BACKGROUND: This study investigates the impact of sleep restriction (SR) on flap viability and its underlying mechanisms. It reveals that SR triggers clock rhythmic ferroptosis, which leads to impaired skin barrier function and increased flap necrosis. METHODS: A retrospective analysis of sleep quality in 344 patients undergoing flap surgery proved that SR is a risk factor for flap necrosis. Further research demonstrated that SR increases the level of ferroptosis, disrupts the circadian rhythm of ferroptosis and exacerbates flap damage in human and murine models. RESULTS: In order to address this clinical issue, the use of melatonin (MT)-preconditioned bone marrow mesenchymal stromal cells-derived exosomes (MEXOs) was found to enhance the therapeutic efficacy of flap repair by mitigating clock rhythmic ferroptosis. Mechanistically, MT increased m6A modification to stabilise and enhance the translation of ubiquitin-specific protease 4 (USP4) mRNA within MEXOs.
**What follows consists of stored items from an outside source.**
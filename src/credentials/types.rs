//! Credential types shared by the Launchpad client and the QA tracker.

use std::fmt;
use std::path::PathBuf;

/// Username and password for HTTP basic auth (the ISO QA tracker).
#[derive(Debug, Clone, PartialEq, Eq)]
pub struct Credential {
  pub username: String,
  pub password: String,
}

/// An OAuth 1.0 access token as issued by Launchpad.
///
/// Launchpad desktop integrations use an empty consumer secret, so only the
/// consumer key, token and token secret are normally set.
#[derive(Clone, PartialEq, Eq)]
pub struct OAuthToken {
  pub consumer_key: String,
  pub consumer_secret: String,
  pub access_token: String,
  pub access_secret: String,
}

// Secrets stay out of debug logs.
impl fmt::Debug for OAuthToken {
  fn fmt(&self, f: &mut fmt::Formatter<'_>) -> fmt::Result {
    f.debug_struct("OAuthToken")
      .field("consumer_key", &self.consumer_key)
      .field("access_token", &self.access_token)
      .finish_non_exhaustive()
  }
}

/// Where a resolved token came from, for `auth show`.
#[derive(Debug, Clone, PartialEq, Eq)]
pub enum TokenSource {
  Environment,
  File(PathBuf),
}

impl fmt::Display for TokenSource {
  fn fmt(&self, f: &mut fmt::Formatter<'_>) -> fmt::Result {
    match self {
      Self::Environment => write!(f, "command line / environment"),
      Self::File(path) => write!(f, "{}", path.display()),
    }
  }
}

/// Errors that can occur during credential operations.
#[derive(Debug)]
pub enum CredentialError {
  /// `$HOME` is not set, so no default credential file can be located.
  HomeNotFound,
  /// A credentials file exists but does not hold a usable token.
  InvalidCredentialsFile { path: PathBuf, message: String },
  /// Only some of the OAuth settings were given on the command line.
  IncompleteToken(&'static str),
  /// An I/O error occurred while reading credentials
  IoError(std::io::Error),
}

impl fmt::Display for CredentialError {
  fn fmt(&self, f: &mut fmt::Formatter<'_>) -> fmt::Result {
    match self {
      Self::HomeNotFound => write!(f, "HOME is not set; cannot locate credential files"),
      Self::InvalidCredentialsFile { path, message } => {
        write!(f, "invalid credentials file {}: {message}", path.display())
      }
      Self::IncompleteToken(missing) => write!(f, "incomplete OAuth token: {missing} is missing"),
      Self::IoError(err) => write!(f, "I/O error: {err}"),
    }
  }
}

impl std::error::Error for CredentialError {
  fn source(&self) -> Option<&(dyn std::error::Error + 'static)> {
    match self {
      Self::IoError(err) => Some(err),
      _ => None,
    }
  }
}

impl From<std::io::Error> for CredentialError {
  fn from(err: std::io::Error) -> Self {
    Self::IoError(err)
  }
}

pub(crate) fn home_dir() -> Result<PathBuf, CredentialError> {
  std::env::var_os("HOME")
    .filter(|home| !home.is_empty())
    .map(PathBuf::from)
    .ok_or(CredentialError::HomeNotFound)
}

#[cfg(test)]
mod tests {
  use std::error::Error as _;

  use super::*;

  #[test]
  fn token_debug_hides_secrets() {
    let token = OAuthToken {
      consumer_key: "archive-admin".into(),
      consumer_secret: String::new(),
      access_token: "tok".into(),
      access_secret: "very-secret".into(),
    };
    let debug = format!("{token:?}");
    assert!(debug.contains("archive-admin"));
    assert!(!debug.contains("very-secret"));
  }

  #[test]
  fn error_display_and_source() {
    let err = CredentialError::IncompleteToken("access secret");
    assert_eq!(err.to_string(), "incomplete OAuth token: access secret is missing");
    assert!(err.source().is_none());

    let io = std::io::Error::new(std::io::ErrorKind::PermissionDenied, "denied");
    let err = CredentialError::from(io);
    assert_eq!(err.to_string(), "I/O error: denied");
    assert!(err.source().is_some());
  }
}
USP4 delivered by MEXOs directly interacted with and deubiquitinated ARNTL, a core circadian regulator, stabilising its protein levels and suppressing ferroptosis in flap. CONCLUSIONS: These findings identify SR-induced clock rhythmic ferroptosis as a critical pathological driver of flap failure and propose a novel exosome-based strategy targeting the USP4-ARNTL axis to enhance skin barrier integrity and flap survival, offering translational potential for clinical reconstructive surgery. KEY POINTS: This study identifies SR-induced clock rhythmic ferroptosis as a pivotal pathological process in flap necrosis. We reveal a potential therapeutic mechanism in which USP4-enriched MEXOs can effectively repair SR-induced flap necrosis. USP4-enriched MEXOs represent a novel therapy for SR-induced flap necrosis by stabilizing ARNTL to inhibit clock rhythmic ferroptosis.